_Directions for this task_: Each line of the data below should be repeated exactly.

============

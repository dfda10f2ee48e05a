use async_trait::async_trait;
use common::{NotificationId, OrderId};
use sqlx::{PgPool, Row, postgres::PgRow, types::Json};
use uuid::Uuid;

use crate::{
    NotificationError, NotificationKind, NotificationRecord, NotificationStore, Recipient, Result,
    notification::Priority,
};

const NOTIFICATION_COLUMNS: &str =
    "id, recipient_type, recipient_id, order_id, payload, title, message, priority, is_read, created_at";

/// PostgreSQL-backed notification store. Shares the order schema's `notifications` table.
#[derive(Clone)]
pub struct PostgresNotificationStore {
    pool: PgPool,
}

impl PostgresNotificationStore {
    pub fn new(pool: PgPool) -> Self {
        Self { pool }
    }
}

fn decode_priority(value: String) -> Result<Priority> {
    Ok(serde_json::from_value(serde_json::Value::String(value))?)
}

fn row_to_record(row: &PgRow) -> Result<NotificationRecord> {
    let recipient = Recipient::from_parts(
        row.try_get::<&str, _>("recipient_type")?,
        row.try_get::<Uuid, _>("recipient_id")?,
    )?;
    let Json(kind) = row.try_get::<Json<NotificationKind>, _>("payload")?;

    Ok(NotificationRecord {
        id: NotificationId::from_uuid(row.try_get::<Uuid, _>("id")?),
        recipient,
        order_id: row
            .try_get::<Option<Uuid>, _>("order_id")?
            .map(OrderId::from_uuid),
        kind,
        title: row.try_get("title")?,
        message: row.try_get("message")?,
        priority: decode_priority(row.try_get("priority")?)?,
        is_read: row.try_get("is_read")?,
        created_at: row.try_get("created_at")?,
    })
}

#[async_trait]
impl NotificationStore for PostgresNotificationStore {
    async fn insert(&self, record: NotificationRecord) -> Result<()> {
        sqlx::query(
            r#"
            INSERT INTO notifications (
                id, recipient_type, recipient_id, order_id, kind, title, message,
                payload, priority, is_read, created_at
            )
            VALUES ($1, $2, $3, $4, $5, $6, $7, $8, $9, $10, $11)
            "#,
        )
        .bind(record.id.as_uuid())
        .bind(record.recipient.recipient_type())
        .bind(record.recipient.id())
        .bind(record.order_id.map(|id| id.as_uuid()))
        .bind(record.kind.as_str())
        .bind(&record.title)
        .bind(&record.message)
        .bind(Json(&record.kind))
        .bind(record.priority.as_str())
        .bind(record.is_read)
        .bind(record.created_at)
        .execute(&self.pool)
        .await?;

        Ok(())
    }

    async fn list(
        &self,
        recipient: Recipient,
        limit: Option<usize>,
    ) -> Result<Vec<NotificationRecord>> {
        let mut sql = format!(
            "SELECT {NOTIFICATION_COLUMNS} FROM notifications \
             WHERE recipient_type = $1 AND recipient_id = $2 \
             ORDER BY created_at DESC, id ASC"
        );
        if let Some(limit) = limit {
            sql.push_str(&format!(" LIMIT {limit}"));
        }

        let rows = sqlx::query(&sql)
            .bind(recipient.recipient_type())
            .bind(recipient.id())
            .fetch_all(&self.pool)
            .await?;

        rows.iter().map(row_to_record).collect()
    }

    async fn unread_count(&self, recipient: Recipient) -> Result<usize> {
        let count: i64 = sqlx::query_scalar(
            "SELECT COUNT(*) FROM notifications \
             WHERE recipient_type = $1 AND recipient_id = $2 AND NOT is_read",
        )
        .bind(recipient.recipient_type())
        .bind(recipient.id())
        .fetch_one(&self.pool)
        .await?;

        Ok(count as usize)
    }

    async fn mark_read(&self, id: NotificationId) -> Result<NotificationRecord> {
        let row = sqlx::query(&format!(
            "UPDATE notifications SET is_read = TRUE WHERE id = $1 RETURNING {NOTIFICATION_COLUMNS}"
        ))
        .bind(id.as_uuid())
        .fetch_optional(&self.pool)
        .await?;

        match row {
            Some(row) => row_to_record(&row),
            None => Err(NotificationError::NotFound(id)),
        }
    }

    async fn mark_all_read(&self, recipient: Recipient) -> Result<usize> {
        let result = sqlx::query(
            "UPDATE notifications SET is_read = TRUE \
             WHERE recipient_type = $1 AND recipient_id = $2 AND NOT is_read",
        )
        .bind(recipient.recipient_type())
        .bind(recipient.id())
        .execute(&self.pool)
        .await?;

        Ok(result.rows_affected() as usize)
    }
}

============

_Answer to this exercise_:
repository dfda10f2ee48e05a
use async_trait::async_trait;
use common::{NotificationId, OrderId};
use sqlx::{PgPool, Row, postgres::PgRow, types::Json};
use uuid::Uuid;

use crate::{
    NotificationError, NotificationKind, NotificationRecord, NotificationStore, Recipient, Result,
    notification::Priority,
};

const NOTIFICATION_COLUMNS: &str =
    "id, recipient_type, recipient_id, order_id, payload, title, message, priority, is_read, created_at";

/// PostgreSQL-backed notification store. Shares the order schema's `notifications` table.
#[derive(Clone)]
pub struct PostgresNotificationStore {
    pool: PgPool,
}

impl PostgresNotificationStore {
    pub fn new(pool: PgPool) -> Self {
        Self { pool }
    }
}

fn decode_priority(value: String) -> Result<Priority> {
    Ok(serde_json::from_value(serde_json::Value::String(value))?)
}

fn row_to_record(row: &PgRow) -> Result<NotificationRecord> {
    let recipient = Recipient::from_parts(
        row.try_get::<&str, _>("recipient_type")?,
        row.try_get::<Uuid, _>("recipient_id")?,
    )?;
    let Json(kind) = row.try_get::<Json<NotificationKind>, _>("payload")?;

    Ok(NotificationRecord {
        id: NotificationId::from_uuid(row.try_get::<Uuid, _>("id")?),
        recipient,
        order_id: row
            .try_get::<Option<Uuid>, _>("order_id")?
            .map(OrderId::from_uuid),
        kind,
        title: row.try_get("title")?,
        message: row.try_get("message")?,
        priority: decode_priority(row.try_get("priority")?)?,
        is_read: row.try_get("is_read")?,
        created_at: row.try_get("created_at")?,
    })
}

#[async_trait]
impl NotificationStore for PostgresNotificationStore {
    async fn insert(&self, record: NotificationRecord) -> Result<()> {
        sqlx::query(
            r#"
            INSERT INTO notifications (
                id, recipient_type, recipient_id, order_id, kind, title, message,
                payload, priority, is_read, created_at
            )
            VALUES ($1, $2, $3, $4, $5, $6, $7, $8, $9, $10, $11)
            "#,
        )
        .bind(record.id.as_uuid())
        .bind(record.recipient.recipient_type())
        .bind(record.recipient.id())
        .bind(record.order_id.map(|id| id.as_uuid()))
        .bind(record.kind.as_str())
        .bind(&record.title)
        .bind(&record.message)
        .bind(Json(&record.kind))
        .bind(record.priority.as_str())
        .bind(record.is_read)
        .bind(record.created_at)
        .execute(&self.pool)
        .await?;

        Ok(())
    }

    async fn list(
        &self,
        recipient: Recipient,
        limit: Option<usize>,
    ) -> Result<Vec<NotificationRecord>> {
        let mut sql = format!(
            "SELECT {NOTIFICATION_COLUMNS} FROM notifications \
             WHERE recipient_type = $1 AND recipient_id = $2 \
             ORDER BY created_at DESC, id ASC"
        );
        if let Some(limit) = limit {
            sql.push_str(&format!(" LIMIT {limit}"));
        }

        let rows = sqlx::query(&sql)
            .bind(recipient.recipient_type())
            .bind(recipient.id())
            .fetch_all(&self.pool)
            .await?;

        rows.iter().map(row_to_record).collect()
    }

    async fn unread_count(&self, recipient: Recipient) -> Result<usize> {
        let count: i64 = sqlx::query_scalar(
            "SELECT COUNT(*) FROM notifications \
             WHERE recipient_type = $1 AND recipient_id = $2 AND NOT is_read",
        )
        .bind(recipient.recipient_type())
        .bind(recipient.id())
        .fetch_one(&self.pool)
        .await?;

        Ok(count as usize)
    }

    async fn mark_read(&self, id: NotificationId) -> Result<NotificationRecord> {
        let row = sqlx::query(&format!(
            "UPDATE notifications SET is_read = TRUE WHERE id = $1 RETURNING {NOTIFICATION_COLUMNS}"
        ))
        .bind(id.as_uuid())
        .fetch_optional(&self.pool)
        .await?;

        match row {
            Some(row) => row_to_record(&row),
            None => Err(NotificationError::NotFound(id)),
        }
    }

    async fn mark_all_read(&self, recipient: Recipient) -> Result<usize> {
        let result = sqlx::query(
            "UPDATE notifications SET is_read = TRUE \
             WHERE recipient_type = $1 AND recipient_id = $2 AND NOT is_read",
        )
        .bind(recipient.recipient_type())
        .bind(recipient.id())
        .execute(&self.pool)
        .await?;

        Ok(result.rows_affected() as usize)
    }
}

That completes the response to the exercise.